### What to do
Keeping every line intact, print the records that follow.

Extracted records
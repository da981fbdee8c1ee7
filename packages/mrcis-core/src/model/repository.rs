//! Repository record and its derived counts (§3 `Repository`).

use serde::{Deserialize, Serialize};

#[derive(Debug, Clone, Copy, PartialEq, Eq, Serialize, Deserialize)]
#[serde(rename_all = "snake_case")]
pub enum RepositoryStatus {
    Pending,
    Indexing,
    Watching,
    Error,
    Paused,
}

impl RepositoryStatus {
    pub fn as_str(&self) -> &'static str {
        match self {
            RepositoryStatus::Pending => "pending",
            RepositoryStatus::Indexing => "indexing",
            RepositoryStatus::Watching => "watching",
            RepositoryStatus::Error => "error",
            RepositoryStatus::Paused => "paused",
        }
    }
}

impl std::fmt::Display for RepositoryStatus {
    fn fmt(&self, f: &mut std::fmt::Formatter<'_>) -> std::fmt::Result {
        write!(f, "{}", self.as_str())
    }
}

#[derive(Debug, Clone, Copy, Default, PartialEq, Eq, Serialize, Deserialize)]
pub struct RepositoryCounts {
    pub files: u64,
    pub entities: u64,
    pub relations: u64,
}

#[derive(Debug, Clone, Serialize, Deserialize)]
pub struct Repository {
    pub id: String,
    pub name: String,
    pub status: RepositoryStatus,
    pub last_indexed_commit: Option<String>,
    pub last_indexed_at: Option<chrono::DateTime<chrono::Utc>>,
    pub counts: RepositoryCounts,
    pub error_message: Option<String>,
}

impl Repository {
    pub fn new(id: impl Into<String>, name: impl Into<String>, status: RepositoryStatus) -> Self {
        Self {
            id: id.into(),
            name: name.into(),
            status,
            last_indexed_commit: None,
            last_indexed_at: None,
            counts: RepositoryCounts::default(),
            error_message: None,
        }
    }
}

### Task response
repository da981fbdee8c1ee7
filename packages/mrcis-core/src/model/repository.rs
//! Repository record and its derived counts (§3 `Repository`).

use serde::{Deserialize, Serialize};

#[derive(Debug, Clone, Copy, PartialEq, Eq, Serialize, Deserialize)]
#[serde(rename_all = "snake_case")]
pub enum RepositoryStatus {
    Pending,
    Indexing,
    Watching,
    Error,
    Paused,
}

impl RepositoryStatus {
    pub fn as_str(&self) -> &'static str {
        match self {
            RepositoryStatus::Pending => "pending",
            RepositoryStatus::Indexing => "indexing",
            RepositoryStatus::Watching => "watching",
            RepositoryStatus::Error => "error",
            RepositoryStatus::Paused => "paused",
        }
    }
}

impl std::fmt::Display for RepositoryStatus {
    fn fmt(&self, f: &mut std::fmt::Formatter<'_>) -> std::fmt::Result {
        write!(f, "{}", self.as_str())
    }
}

#[derive(Debug, Clone, Copy, Default, PartialEq, Eq, Serialize, Deserialize)]
pub struct RepositoryCounts {
    pub files: u64,
    pub entities: u64,
    pub relations: u64,
}

#[derive(Debug, Clone, Serialize, Deserialize)]
pub struct Repository {
    pub id: String,
    pub name: String,
    pub status: RepositoryStatus,
    pub last_indexed_commit: Option<String>,
    pub last_indexed_at: Option<chrono::DateTime<chrono::Utc>>,
    pub counts: RepositoryCounts,
    pub error_message: Option<String>,
}

impl Repository {
    pub fn new(id: impl Into<String>, name: impl Into<String>, status: RepositoryStatus) -> Self {
        Self {
            id: id.into(),
            name: name.into(),
            status,
            last_indexed_commit: None,
            last_indexed_at: None,
            counts: RepositoryCounts::default(),
            error_message: None,
        }
    }
}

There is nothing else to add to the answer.